What's Ahead for PG&E?
(California Today)
You probably know the broad contours: In January, PG&E filed for bankruptcy protection as it faced billions of dollars of liability for its role in starting devastating wildfires.
And in the midst of this year’s fire season, the utility caused chaos when it shut off power to millions of people in an effort, it said, to prevent more blazes from sparking.
There’s still a lot of complicated maneuvering ahead, though. So I asked my colleague Ivan Penn , who’s been covering it all, to give us this update:
Even after reaching a $13.5 billion settlement with wildfire victims, Pacific Gas & Electric faces a largely uncertain future, as demands to overhaul the utility continue to grow.
PG&E, in bankruptcy after amassing tens of billions of dollars in liability related to wildfires caused by its equipment, must develop a reorganization plan to assuage California officials angered by repeated fatal incidents that have marked the company’s history. PG&E faces substantial penalties and criminal charges related to the most devastating case involving the utility and its equipment — the 2018 Camp Fire that killed 85 people and destroyed the town of Paradise.

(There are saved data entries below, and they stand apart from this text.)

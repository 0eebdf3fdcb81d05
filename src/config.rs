use std::collections::BTreeMap;
use std::env;
use std::time::Duration;

use dotenvy::dotenv;

use crate::errors::ConfigurationError;
use crate::models::Parameters;

/// Production endpoint of the legacy FCM HTTP gateway.
pub const DEFAULT_API_URL: &str = "https://fcm.googleapis.com/fcm/send";

/// Transport-level options applied to every request.
///
/// Headers set here are merged under the client's fixed `Authorization`
/// and `Content-Type` headers, which always win on collision.
#[derive(Debug, Clone, Default)]
pub struct HttpOptions {
    pub timeout: Option<Duration>,
    pub headers: BTreeMap<String, String>,
}

/// Client configuration: gateway credentials, default delivery
/// parameters and default HTTP options.
///
/// Passed to [`crate::FcmClient::new`]; read-only afterwards.
#[derive(Debug, Clone)]
pub struct FcmConfig {
    pub api_key: String,
    pub api_url: String,
    pub parameters: Parameters,
    pub http: HttpOptions,
}

impl FcmConfig {
    /// Configuration for the production gateway with default parameters.
    pub fn new(api_key: impl Into<String>) -> Self {
        Self {
            api_key: api_key.into(),
            api_url: DEFAULT_API_URL.to_string(),
            parameters: Parameters::default(),
            http: HttpOptions::default(),
        }
    }

    pub fn with_api_url(mut self, api_url: impl Into<String>) -> Self {
        self.api_url = api_url.into();
        self
    }

    pub fn with_parameters(mut self, parameters: Parameters) -> Self {
        self.parameters = parameters;
        self
    }

    pub fn with_http(mut self, http: HttpOptions) -> Self {
        self.http = http;
        self
    }

    /// Load configuration from the environment.
    ///
    /// Reads `FCM_API_KEY` (required), `FCM_API_URL` (optional endpoint
    /// override) and `FCM_TIMEOUT_SECS` (optional request timeout).
    pub fn from_env() -> Result<Self, ConfigurationError> {
        dotenv().ok();

        let api_key =
            env::var("FCM_API_KEY").map_err(|_| ConfigurationError::MissingEnvVar("FCM_API_KEY"))?;
        if api_key.trim().is_empty() {
            return Err(ConfigurationError::MissingApiKey);
        }

        let mut config = Self::new(api_key);
        if let Ok(url) = env::var("FCM_API_URL") {
            config.api_url = url;
        }
        if let Ok(raw) = env::var("FCM_TIMEOUT_SECS") {
            let secs: u64 = raw.parse().map_err(|_| ConfigurationError::InvalidEnvValue {
                name: "FCM_TIMEOUT_SECS",
                value: raw.clone(),
            })?;
            config.http.timeout = Some(Duration::from_secs(secs));
        }

        Ok(config)
    }

    pub fn validate(&self) -> Result<(), ConfigurationError> {
        if self.api_key.trim().is_empty() {
            return Err(ConfigurationError::MissingApiKey);
        }
        if self.api_url.trim().is_empty() {
            return Err(ConfigurationError::MissingApiUrl);
        }
        Ok(())
    }
}
use std::collections::BTreeMap;

use serde::{Deserialize, Serialize};
use serde_json::{Map, Value};

use crate::errors::ValidationError;

/// Icon injected into a notification when the caller supplies none.
pub const DEFAULT_ICON: &str = "myicon";

/// Upper bound on tokens per message, imposed by the legacy gateway.
pub const MAX_TOKENS: usize = 1000;

/// Keys accepted by the legacy gateway inside the `notification` object.
pub const ALLOWED_NOTIFICATION_KEYS: [&str; 12] = [
    "title",
    "body",
    "icon",
    "sound",
    "badge",
    "tag",
    "color",
    "click_action",
    "body_loc_key",
    "body_loc_args",
    "title_loc_key",
    "title_loc_args",
];

/// Delivery priority of a message.
#[derive(Debug, Clone, Copy, Default, PartialEq, Eq, Serialize, Deserialize)]
#[serde(rename_all = "lowercase")]
pub enum Priority {
    #[default]
    Normal,
    High,
}

/// Human-visible notification payload.
///
/// Optional fields are omitted from the wire body when unset. `title` is
/// the only required field.
#[derive(Debug, Clone, Default, PartialEq, Serialize, Deserialize)]
pub struct Notification {
    pub title: String,
    #[serde(skip_serializing_if = "Option::is_none")]
    pub body: Option<String>,
    #[serde(skip_serializing_if = "Option::is_none")]
    pub icon: Option<String>,
    #[serde(skip_serializing_if = "Option::is_none")]
    pub sound: Option<String>,
    #[serde(skip_serializing_if = "Option::is_none")]
    pub badge: Option<String>,
    #[serde(skip_serializing_if = "Option::is_none")]
    pub tag: Option<String>,
    #[serde(skip_serializing_if = "Option::is_none")]
    pub color: Option<String>,
    #[serde(skip_serializing_if = "Option::is_none")]
    pub click_action: Option<String>,
    #[serde(skip_serializing_if = "Option::is_none")]
    pub body_loc_key: Option<String>,
    #[serde(skip_serializing_if = "Option::is_none")]
    pub body_loc_args: Option<Vec<String>>,
    #[serde(skip_serializing_if = "Option::is_none")]
    pub title_loc_key: Option<String>,
    #[serde(skip_serializing_if = "Option::is_none")]
    pub title_loc_args: Option<Vec<String>>,
}

impl Notification {
    /// Create a notification with only a title set.
    pub fn new(title: impl Into<String>) -> Self {
        Self {
            title: title.into(),
            ..Self::default()
        }
    }

    /// Build a notification from an untyped JSON map, enforcing the
    /// legacy gateway's key allow-list.
    ///
    /// Fails if `title` is missing or null, or if the map contains keys
    /// outside [`ALLOWED_NOTIFICATION_KEYS`]; in the latter case the error
    /// names every offending key.
    pub fn from_map(map: &Map<String, Value>) -> Result<Self, ValidationError> {
        // A present-but-empty title is accepted; only a missing or null
        // entry fails.
        let title = match map.get("title") {
            None | Some(Value::Null) => return Err(ValidationError::MissingTitle),
            Some(value) => coerce_to_string(value),
        };

        let disallowed: Vec<&str> = map
            .keys()
            .map(String::as_str)
            .filter(|key| !ALLOWED_NOTIFICATION_KEYS.contains(key))
            .collect();
        if !disallowed.is_empty() {
            return Err(ValidationError::DisallowedNotificationKeys(
                disallowed.join(", "),
            ));
        }

        Ok(Self {
            title,
            body: string_field(map, "body")?,
            icon: string_field(map, "icon")?,
            sound: string_field(map, "sound")?,
            badge: string_field(map, "badge")?,
            tag: string_field(map, "tag")?,
            color: string_field(map, "color")?,
            click_action: string_field(map, "click_action")?,
            body_loc_key: string_field(map, "body_loc_key")?,
            body_loc_args: args_field(map, "body_loc_args")?,
            title_loc_key: string_field(map, "title_loc_key")?,
            title_loc_args: args_field(map, "title_loc_args")?,
        })
    }
}

fn string_field(map: &Map<String, Value>, key: &str) -> Result<Option<String>, ValidationError> {
    match map.get(key) {
        None => Ok(None),
        Some(Value::Array(_)) | Some(Value::Object(_)) | Some(Value::Null) => {
            Err(ValidationError::InvalidNotificationValue(key.to_string()))
        }
        Some(value) => Ok(Some(coerce_to_string(value))),
    }
}

fn args_field(map: &Map<String, Value>, key: &str) -> Result<Option<Vec<String>>, ValidationError> {
    match map.get(key) {
        None => Ok(None),
        Some(Value::Array(items)) => Ok(Some(items.iter().map(coerce_to_string).collect())),
        Some(_) => Err(ValidationError::InvalidNotificationValue(key.to_string())),
    }
}

/// Coerce a JSON value into the string form the gateway expects for
/// `data` entries: booleans become `"true"`/`"false"`, numbers their
/// decimal form, `null` the empty string, containers their JSON text.
pub(crate) fn coerce_to_string(value: &Value) -> String {
    match value {
        Value::String(s) => s.clone(),
        Value::Bool(true) => "true".to_string(),
        Value::Bool(false) => "false".to_string(),
        Value::Number(n) => n.to_string(),
        Value::Null => String::new(),
        other => other.to_string(),
    }
}

/// Gateway delivery parameters.
///
/// `collapse_key` and `restricted_package_name` serialize as explicit
/// JSON `null` when unset, matching the legacy wire format.
#[derive(Debug, Clone, Default, PartialEq, Serialize, Deserialize)]
pub struct Parameters {
    pub collapse_key: Option<String>,
    pub priority: Priority,
    pub content_available: bool,
    pub mutable_content: bool,
    pub time_to_live: u32,
    pub restricted_package_name: Option<String>,
    pub dry_run: bool,
}

/// Caller-supplied subset of [`Parameters`].
///
/// Unset fields fall back to the configured defaults on merge.
#[derive(Debug, Clone, Default, PartialEq, Deserialize)]
pub struct ParameterOverrides {
    pub collapse_key: Option<String>,
    pub priority: Option<Priority>,
    pub content_available: Option<bool>,
    pub mutable_content: Option<bool>,
    pub time_to_live: Option<u32>,
    pub restricted_package_name: Option<String>,
    pub dry_run: Option<bool>,
}

impl ParameterOverrides {
    pub fn is_empty(&self) -> bool {
        self.collapse_key.is_none()
            && self.priority.is_none()
            && self.content_available.is_none()
            && self.mutable_content.is_none()
            && self.time_to_live.is_none()
            && self.restricted_package_name.is_none()
            && self.dry_run.is_none()
    }

    /// Merge these overrides over `defaults`; supplied fields win.
    pub fn merge_over(&self, defaults: &Parameters) -> Parameters {
        Parameters {
            collapse_key: self
                .collapse_key
                .clone()
                .or_else(|| defaults.collapse_key.clone()),
            priority: self.priority.unwrap_or(defaults.priority),
            content_available: self
                .content_available
                .unwrap_or(defaults.content_available),
            mutable_content: self.mutable_content.unwrap_or(defaults.mutable_content),
            time_to_live: self.time_to_live.unwrap_or(defaults.time_to_live),
            restricted_package_name: self
                .restricted_package_name
                .clone()
                .or_else(|| defaults.restricted_package_name.clone()),
            dry_run: self.dry_run.unwrap_or(defaults.dry_run),
        }
    }
}

/// Message recipient: one token uses `to`, several use `registration_ids`.
#[derive(Debug, Clone, PartialEq, Serialize, Deserialize)]
#[serde(rename_all = "snake_case")]
pub enum Target {
    To(String),
    RegistrationIds(Vec<String>),
}

/// Notification/data portion of a message; absent branches are omitted
/// from the wire body entirely.
#[derive(Debug, Clone, Default, PartialEq, Serialize)]
pub struct Payload {
    #[serde(skip_serializing_if = "Option::is_none")]
    pub notification: Option<Notification>,
    #[serde(skip_serializing_if = "Option::is_none")]
    pub data: Option<BTreeMap<String, String>>,
}

impl Payload {
    pub fn is_empty(&self) -> bool {
        self.notification.is_none() && self.data.is_none()
    }
}

/// Complete request body POSTed to the gateway.
///
/// Parameters appear only when the caller set them; the gateway applies
/// its own defaults otherwise.
#[derive(Debug, Clone, PartialEq, Serialize)]
pub struct Message {
    #[serde(flatten)]
    pub target: Target,
    #[serde(flatten)]
    pub payload: Payload,
    #[serde(flatten)]
    pub parameters: Option<Parameters>,
}

#[cfg(test)]
mod tests {
    use super::*;
    use serde_json::json;

    fn map(value: Value) -> Map<String, Value> {
        match value {
            Value::Object(map) => map,
            other => panic!("expected a JSON object, got {other}"),
        }
    }

    #[test]
    fn priority_serializes_lowercase() {
        assert_eq!(serde_json::to_value(Priority::Normal).unwrap(), json!("normal"));
        assert_eq!(serde_json::to_value(Priority::High).unwrap(), json!("high"));
    }

    #[test]
    fn notification_from_map_requires_title() {
        let err = Notification::from_map(&map(json!({"body": "no title"}))).unwrap_err();
        assert!(matches!(err, ValidationError::MissingTitle));

        let err = Notification::from_map(&map(json!({"title": null}))).unwrap_err();
        assert!(matches!(err, ValidationError::MissingTitle));
    }

    #[test]
    fn notification_from_map_accepts_an_empty_title() {
        let notification = Notification::from_map(&map(json!({"title": ""}))).unwrap();
        assert_eq!(notification.title, "");
    }

    #[test]
    fn notification_from_map_rejects_unknown_keys() {
        let err = Notification::from_map(&map(json!({
            "title": "Hi",
            "foo": 1,
            "bar": 2
        })))
        .unwrap_err();

        let message = err.to_string();
        assert!(matches!(err, ValidationError::DisallowedNotificationKeys(_)));
        assert!(message.contains("foo"));
        assert!(message.contains("bar"));
        assert!(!message.contains("title"));
    }

    #[test]
    fn notification_from_map_accepts_all_allowed_keys() {
        let notification = Notification::from_map(&map(json!({
            "title": "Hi",
            "body": "there",
            "icon": "bell",
            "sound": "default",
            "badge": 3,
            "tag": "chat",
            "color": "#ff0000",
            "click_action": "OPEN",
            "body_loc_key": "GREETING",
            "body_loc_args": ["Bob", 7],
            "title_loc_key": "TITLE",
            "title_loc_args": ["x"]
        })))
        .unwrap();

        assert_eq!(notification.title, "Hi");
        assert_eq!(notification.badge.as_deref(), Some("3"));
        assert_eq!(
            notification.body_loc_args,
            Some(vec!["Bob".to_string(), "7".to_string()])
        );
    }

    #[test]
    fn notification_from_map_rejects_container_values() {
        let err = Notification::from_map(&map(json!({
            "title": "Hi",
            "sound": {"nested": true}
        })))
        .unwrap_err();
        assert!(err.to_string().contains("sound"));

        let err = Notification::from_map(&map(json!({
            "title": "Hi",
            "body_loc_args": "not-an-array"
        })))
        .unwrap_err();
        assert!(err.to_string().contains("body_loc_args"));
    }

    #[test]
    fn notification_omits_unset_fields() {
        let value = serde_json::to_value(Notification::new("Hi")).unwrap();
        assert_eq!(value, json!({"title": "Hi"}));
    }

    #[test]
    fn coercion_matches_gateway_rules() {
        assert_eq!(coerce_to_string(&json!(true)), "true");
        assert_eq!(coerce_to_string(&json!(false)), "false");
        assert_eq!(coerce_to_string(&json!(42)), "42");
        assert_eq!(coerce_to_string(&json!(1.5)), "1.5");
        assert_eq!(coerce_to_string(&json!("s")), "s");
        assert_eq!(coerce_to_string(&Value::Null), "");
        assert_eq!(coerce_to_string(&json!([1, 2])), "[1,2]");
    }

    #[test]
    fn default_parameters_serialize_with_explicit_nulls() {
        let value = serde_json::to_value(Parameters::default()).unwrap();
        assert_eq!(
            value,
            json!({
                "collapse_key": null,
                "priority": "normal",
                "content_available": false,
                "mutable_content": false,
                "time_to_live": 0,
                "restricted_package_name": null,
                "dry_run": false
            })
        );
    }

    #[test]
    fn overrides_merge_keeps_unsupplied_defaults() {
        let overrides = ParameterOverrides {
            priority: Some(Priority::High),
            time_to_live: Some(3600),
            ..ParameterOverrides::default()
        };
        let merged = overrides.merge_over(&Parameters::default());

        assert_eq!(merged.priority, Priority::High);
        assert_eq!(merged.time_to_live, 3600);
        assert_eq!(merged.collapse_key, None);
        assert!(!merged.dry_run);
    }

    #[test]
    fn empty_overrides_are_detected() {
        assert!(ParameterOverrides::default().is_empty());
        let overrides = ParameterOverrides {
            dry_run: Some(false),
            ..ParameterOverrides::default()
        };
        assert!(!overrides.is_empty());
    }

    #[test]
    fn target_serializes_to_or_registration_ids() {
        let single = serde_json::to_value(Target::To("abc".into())).unwrap();
        assert_eq!(single, json!({"to": "abc"}));

        let multi =
            serde_json::to_value(Target::RegistrationIds(vec!["t1".into(), "t2".into()])).unwrap();
        assert_eq!(multi, json!({"registration_ids": ["t1", "t2"]}));
    }

    #[test]
    fn empty_payload_serializes_to_empty_object() {
        let value = serde_json::to_value(Payload::default()).unwrap();
        assert_eq!(value, json!({}));
    }
}
use thiserror::Error;

/// Errors raised when caller input violates a gateway constraint.
///
/// Always recoverable by correcting the input; nothing is retried
/// internally.
#[derive(Error, Debug)]
pub enum ValidationError {
    #[error("token list must contain at least 1 and at most 1000 tokens, got {0}")]
    TokenCount(usize),

    #[error("notification must contain at least a title")]
    MissingTitle,

    #[error("the following notification keys are not allowed: {0}")]
    DisallowedNotificationKeys(String),

    #[error("invalid value for notification key: {0}")]
    InvalidNotificationValue(String),

    #[error("data map can not be empty")]
    EmptyData,

    #[error("parameter overrides can not be empty")]
    EmptyParameters,

    #[error("no device tokens have been set")]
    MissingTokens,
}

/// Errors raised while loading or validating the client configuration.
///
/// Fatal to the client instance; there is no internal recovery.
#[derive(Error, Debug)]
pub enum ConfigurationError {
    #[error("FCM API key is not configured")]
    MissingApiKey,

    #[error("FCM gateway URL is not configured")]
    MissingApiUrl,

    #[error("environment variable {0} is not set")]
    MissingEnvVar(&'static str),

    #[error("invalid value for {name}: {value}")]
    InvalidEnvValue { name: &'static str, value: String },
}

/// Network-level failures reported by the transport.
///
/// A non-200 gateway status is not a transport error; `send` reports it
/// as `Ok(false)`.
#[derive(Error, Debug)]
pub enum TransportError {
    #[error("request to FCM gateway failed: {0}")]
    Request(String),

    #[error("invalid header value for {0}")]
    InvalidHeader(String),
}

/// Top-level error type for the crate.
#[derive(Error, Debug)]
pub enum FcmError {
    #[error("validation error: {0}")]
    Validation(#[from] ValidationError),

    #[error("configuration error: {0}")]
    Configuration(#[from] ConfigurationError),

    #[error("transport error: {0}")]
    Transport(#[from] TransportError),
}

Gov. Gavin Newsom, who must approve of PG&E’s strategy to emerge from bankruptcy, is expected to take a critical step in moving the utility’s plan forward Friday when he decides whether to approve the settlement agreement with the wildfire victims.

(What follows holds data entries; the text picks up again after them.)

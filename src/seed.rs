//! Sample datasets: a small movie catalog and a GraphRAG concept graph.
//!
//! Each dataset is written in a single transaction, so a failed seed leaves
//! the graph untouched.

use std::collections::HashMap;

use rusqlite::Connection;
use serde::Serialize;
use serde_json::{json, Value};
use tracing::info;

use crate::error::{GraphRagError, Result};
use crate::graph::query::{MovieLabel, MovieRelation};
use crate::graph::store::{insert_node, insert_relationship, GraphStore};
use crate::types::{NodeId, Properties};

/// Counts of what a seed wrote.
#[derive(Debug, Clone, Copy, Default, PartialEq, Eq, Serialize)]
pub struct SeedSummary {
    pub nodes: usize,
    pub edges: usize,
}

impl std::ops::Add for SeedSummary {
    type Output = SeedSummary;

    fn add(self, other: SeedSummary) -> SeedSummary {
        SeedSummary {
            nodes: self.nodes + other.nodes,
            edges: self.edges + other.edges,
        }
    }
}

// ---------------------------------------------------------------------------
// Movie catalog
// ---------------------------------------------------------------------------

/// (title, year, rating, description)
const MOVIES: &[(&str, i64, f64, &str)] = &[
    ("Inception", 2010, 8.8, "A thief who enters people's dreams to steal secrets"),
    ("The Matrix", 1999, 8.7, "A hacker discovers the true nature of reality"),
    ("Interstellar", 2014, 8.6, "Explorers travel through a wormhole in space"),
    ("Blade Runner 2049", 2017, 8.0, "A blade runner uncovers a secret"),
    ("Arrival", 2016, 7.9, "A linguist communicates with aliens"),
    ("The Dark Knight", 2008, 9.0, "Batman faces the Joker"),
    ("John Wick", 2014, 7.4, "An assassin comes out of retirement"),
    ("Mad Max: Fury Road", 2015, 8.1, "Post-apocalyptic chase through the desert"),
    ("The Prestige", 2006, 8.5, "Rivalry between two magicians"),
    ("Shutter Island", 2010, 8.2, "A marshal investigates a disappearance"),
    ("Fight Club", 1999, 8.8, "An insomniac office worker creates a fight club"),
    ("The Grand Budapest Hotel", 2014, 8.1, "Adventures of a legendary concierge"),
    ("The Wolf of Wall Street", 2013, 8.2, "Rise and fall of a stockbroker"),
];

/// (name, nationality)
const ACTORS: &[(&str, &str)] = &[
    ("Leonardo DiCaprio", "American"),
    ("Keanu Reeves", "Canadian"),
    ("Matthew McConaughey", "American"),
    ("Christian Bale", "British"),
    ("Ryan Gosling", "Canadian"),
    ("Amy Adams", "American"),
    ("Tom Hardy", "British"),
    ("Charlize Theron", "South African"),
    ("Hugh Jackman", "Australian"),
    ("Brad Pitt", "American"),
    ("Ralph Fiennes", "British"),
];

const DIRECTORS: &[&str] = &[
    "Christopher Nolan",
    "Lana & Lilly Wachowski",
    "Denis Villeneuve",
    "David Fincher",
    "Martin Scorsese",
    "Wes Anderson",
];

const GENRES: &[&str] = &["Sci-Fi", "Action", "Thriller", "Drama", "Comedy", "Mystery"];

/// (name, age, preferences)
const USERS: &[(&str, i64, &str)] = &[
    ("Alice", 28, "Sci-Fi lover"),
    ("Bob", 35, "Action fan"),
    ("Charlie", 25, "Nolan enthusiast"),
];

/// (actor, movie, role)
const ROLES: &[(&str, &str, &str)] = &[
    ("Leonardo DiCaprio", "Inception", "Dom Cobb"),
    ("Leonardo DiCaprio", "The Wolf of Wall Street", "Jordan Belfort"),
    ("Keanu Reeves", "The Matrix", "Neo"),
    ("Keanu Reeves", "John Wick", "John Wick"),
    ("Matthew McConaughey", "Interstellar", "Cooper"),
    ("Christian Bale", "The Dark Knight", "Batman"),
    ("Christian Bale", "The Prestige", "Alfred Borden"),
];

/// (director, movie)
const DIRECTED: &[(&str, &str)] = &[
    ("Christopher Nolan", "Inception"),
    ("Christopher Nolan", "The Dark Knight"),
    ("Christopher Nolan", "The Prestige"),
    ("Christopher Nolan", "Interstellar"),
];

/// (movie, genre)
const MOVIE_GENRES: &[(&str, &str)] = &[
    ("Inception", "Sci-Fi"),
    ("Inception", "Action"),
    ("Inception", "Thriller"),
    ("The Matrix", "Sci-Fi"),
    ("The Matrix", "Action"),
    ("The Dark Knight", "Action"),
    ("The Dark Knight", "Thriller"),
];

/// (user, movie, rating out of 5)
const LIKES: &[(&str, &str, i64)] = &[
    ("Alice", "Inception", 5),
    ("Alice", "The Matrix", 5),
    ("Alice", "Interstellar", 4),
    ("Bob", "The Dark Knight", 5),
    ("Bob", "John Wick", 4),
];

// ---------------------------------------------------------------------------
// Loader
// ---------------------------------------------------------------------------

/// Writes nodes and links them by (label, key).
struct Loader<'c> {
    conn: &'c Connection,
    ids: HashMap<(&'static str, String), NodeId>,
    summary: SeedSummary,
}

impl<'c> Loader<'c> {
    fn new(conn: &'c Connection) -> Self {
        Self {
            conn,
            ids: HashMap::new(),
            summary: SeedSummary::default(),
        }
    }

    fn node(&mut self, label: &'static str, key: &str, properties: Value) -> Result<NodeId> {
        let id = insert_node(self.conn, &[label.to_string()], &object(properties))?;
        self.ids.insert((label, key.to_string()), id);
        self.summary.nodes += 1;
        Ok(id)
    }

    fn id(&self, label: &'static str, key: &str) -> Result<NodeId> {
        self.ids
            .get(&(label, key.to_string()))
            .copied()
            .ok_or_else(|| GraphRagError::Other(format!("seed data references unknown {label} '{key}'")))
    }

    fn edge(
        &mut self,
        from: (&'static str, &str),
        to: (&'static str, &str),
        rel_type: &str,
        properties: Value,
    ) -> Result<()> {
        let source = self.id(from.0, from.1)?;
        let target = self.id(to.0, to.1)?;
        if insert_relationship(self.conn, source, target, rel_type, &object(properties))? {
            self.summary.edges += 1;
        }
        Ok(())
    }
}

fn object(value: Value) -> Properties {
    match value {
        Value::Object(map) => map,
        _ => Properties::new(),
    }
}

/// Load the movie catalog: 13 movies, 11 actors, 6 directors, 6 genres and
/// 3 users with their likes.
pub fn seed_movies(store: &GraphStore) -> Result<SeedSummary> {
    let movie = MovieLabel::Movie.as_str();
    let actor = MovieLabel::Actor.as_str();
    let director = MovieLabel::Director.as_str();
    let genre = MovieLabel::Genre.as_str();
    let user = MovieLabel::User.as_str();

    let summary = store.transaction(|conn| {
        let mut loader = Loader::new(conn);

        for &(title, year, rating, description) in MOVIES {
            loader.node(
                movie,
                title,
                json!({"title": title, "year": year, "rating": rating, "description": description}),
            )?;
        }
        for &(name, nationality) in ACTORS {
            loader.node(actor, name, json!({"name": name, "nationality": nationality}))?;
        }
        for &name in DIRECTORS {
            loader.node(director, name, json!({"name": name}))?;
        }
        for &name in GENRES {
            loader.node(genre, name, json!({"name": name}))?;
        }
        for &(name, age, preferences) in USERS {
            loader.node(user, name, json!({"name": name, "age": age, "preferences": preferences}))?;
        }

        for &(name, title, role) in ROLES {
            loader.edge(
                (actor, name),
                (movie, title),
                MovieRelation::ActedIn.as_str(),
                json!({"role": role}),
            )?;
        }
        for &(name, title) in DIRECTED {
            loader.edge((director, name), (movie, title), MovieRelation::Directed.as_str(), json!({}))?;
        }
        for &(title, name) in MOVIE_GENRES {
            loader.edge((movie, title), (genre, name), MovieRelation::HasGenre.as_str(), json!({}))?;
        }
        for &(name, title, rating) in LIKES {
            loader.edge(
                (user, name),
                (movie, title),
                MovieRelation::Likes.as_str(),
                json!({"rating": rating}),
            )?;
        }

        Ok(loader.summary)
    })?;

    info!(nodes = summary.nodes, edges = summary.edges, "movie catalog seeded");
    Ok(summary)
}

// ---------------------------------------------------------------------------
// Concept graph
// ---------------------------------------------------------------------------

/// Load the four-node GraphRAG concept graph.
pub fn seed_concepts(store: &GraphStore) -> Result<SeedSummary> {
    const CONCEPT: &str = "Concept";
    const TECHNOLOGY: &str = "Technology";

    let summary = store.transaction(|conn| {
        let mut loader = Loader::new(conn);

        loader.node(
            CONCEPT,
            "GraphRAG",
            json!({"name": "GraphRAG", "description": "Graph-based Retrieval Augmented Generation"}),
        )?;
        loader.node(CONCEPT, "MCP", json!({"name": "MCP", "description": "Model Context Protocol"}))?;
        loader.node(CONCEPT, "Neo4j", json!({"name": "Neo4j", "description": "Graph Database"}))?;
        loader.node(
            TECHNOLOGY,
            "Python",
            json!({"name": "Python", "type": "Programming Language"}),
        )?;

        loader.edge((CONCEPT, "GraphRAG"), (CONCEPT, "Neo4j"), "USES", json!({}))?;
        loader.edge((CONCEPT, "GraphRAG"), (CONCEPT, "MCP"), "IMPLEMENTS", json!({}))?;
        loader.edge((CONCEPT, "MCP"), (TECHNOLOGY, "Python"), "CODED_IN", json!({}))?;

        Ok(loader.summary)
    })?;

    info!(nodes = summary.nodes, edges = summary.edges, "concept graph seeded");
    Ok(summary)
}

Newsom has warned PG&E that any reorganization plan must show improved safety in its operations, fair treatment of customers and employees, and a commitment to the state’s clean energy goals, or else the state might act to restructure the company. PG&E is under a state-imposed deadline of June 2020 to resolve the bankruptcy case.
“Whatever entity emerges from bankruptcy must be completely transformed,” said Nathan Click, a spokesman for Newsom. “A final deal can’t be financed on the back of customers.”
California mayors throughout PG&E’s service area want to go further. They want a complete change in the structure of the company into a government-run or cooperative utility.
Mayor Sam Liccardo of San Jose announced last week that more than 100 elected officials had signed onto his plan to transform PG&E into a customer-owned utility. Liccardo said his plan had the support of officials who represent 8 million Californians, the majority of PG&E customers.
“I’m proud to stand with our growing coalition of 113 elected leaders — who together represent more than half of Californians served by PG&E — urging the company’s transformation to put the company’s days of underinvestment, mismanagement and negligence far behind us,” Liccardo said.
In response to questions for this report, PG&E reiterated statements by Bill Johnson, the company’s CEO.
“There have been many calls for PG&E to change in recent years,” Johnson said. “PG&E’s leadership team has heard those calls for change, and we realize we need to do even more to be a different company now and in the future.”